Monica Sabolo, Crans-Montana

Une plongée au cœur des années 60-70 aux côtés d’une jeunesse dorée

Les trois ‘C’, comme on les surnomme, sont la coqueluche de la station de ski suisse huppée Crans-Montana. Chris, Charlie, Claudia sont trois adolescentes dont le charme et la beauté font tourner les têtes des garçons. Et des années plus tard, aucun ne les a oubliées. Le roman commence d’ailleurs par les souvenirs des garçons. La narration sera alternée tout au long de ce court roman, qui couvrira plusieurs époques, mais principalement la fin des années soixante.
Les Trois ‘C’ sont indissociables, mais aussi insaisissables pour la plupart des gens qu’elles côtoient. Leur jeunesse et leur beauté sont convoitées, aussi bien par le beau Franco, fils de l’épicier et homme à tout faire de la station, que par des adultes français ou italiens de passage. Chacune a un style bien différent, mais leur origine sociale et quelques secrets les soudent. Pour elles, aucun souci matériel, le paraître est le maître mot dans cette station de ski. Et pourtant, les privilèges que donne l’argent n’empêcheront en rien de voir s’effriter les rêves d’amour pur et de réussite que peut avoir toute adolescente. Les désillusions et les drames vont apparaître très rapidement, et de lourds secrets ne seront dévoilés que bien des années plus tard, au fur et à mesure des témoignages de ceux qui les ont approchées.
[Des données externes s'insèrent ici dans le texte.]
//! Record schema — declarative shape description with a small conformance
//! checker. Coerces convertible values to their declared type and strips
//! fields the schema does not declare.

mod error;
mod schema;

pub use error::ValidationError;
pub use schema::{FieldSpec, FieldType, Schema};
Crans-Montana pourrait paraître, au début, d’un ennui mortel. Qui pourrait se sentir touché par cette jeunesse riche, superficielle, uniquement soudée par l’argent, semble-t-il ? Il faudra quelques pages pour que ce sentiment s’estompe. Car la narration alternée et l’aller-retour entre les différentes époques permet au lecteur de trouver de plus en plus d’intérêt dans ces vies qui, bien que dorées et glamours, finissent par perdre tout éclat.
Les familles dépeintes, avec un style mordant parfois, portent en elles les blessures de la seconde guerre mondiale, comme le témoignent les cadres des disparus qui ornent leurs salons. Les adultes ne portent que peu d’intérêt à leur progéniture : les pères sont occupés à faire fructifier avec plus ou moins d’honnêteté leur héritage, et les mères jouent leur rôle d’épouses parfaites en soirée dans des robes hors de prix. Comment ne pas alors présager des drames qui s’annoncent ?

Chris, Claudia, Charlie vont voir leur insouciance, leur naïveté disparaître rapidement. Quand mai 68 arrivera, chacun pensera être passé à autre chose : les parents ne penseront qu’à sauver leurs biens alors que les jeunes adultes seront dépassés par les combats qu’ils mènent. Et les fêlures s’ouvriront pour devenir des gouffres qui auront de lourdes conséquences quelques années plus tard.
La narration s’essouffle parfois, car les activités de ce beau monde sont souvent répétitives, et la nostalgie que semble vouloir transmettre l’auteure, ne nous atteint pas suffisamment. Crans-Montana survole peut-être un peu trop les époques, même si l’histoire est principalement ancrée dans les années soixante. Les sentiments restent cependant bien décrits et compensent les inégalités du roman. Le style émouvant et parfois de Monica Sabolo laisse à la fin un goût de chocolat amer en bouche. L’air des alpages ne permet pas d’effacer la sensation d’étouffement qui nous engloutit, comme ces jeunes filles aux illusions perdues.

franck boussard

Monica Sabolo, Crans-Montana, Pocket, 2017, 190 p. – 6, 95 €.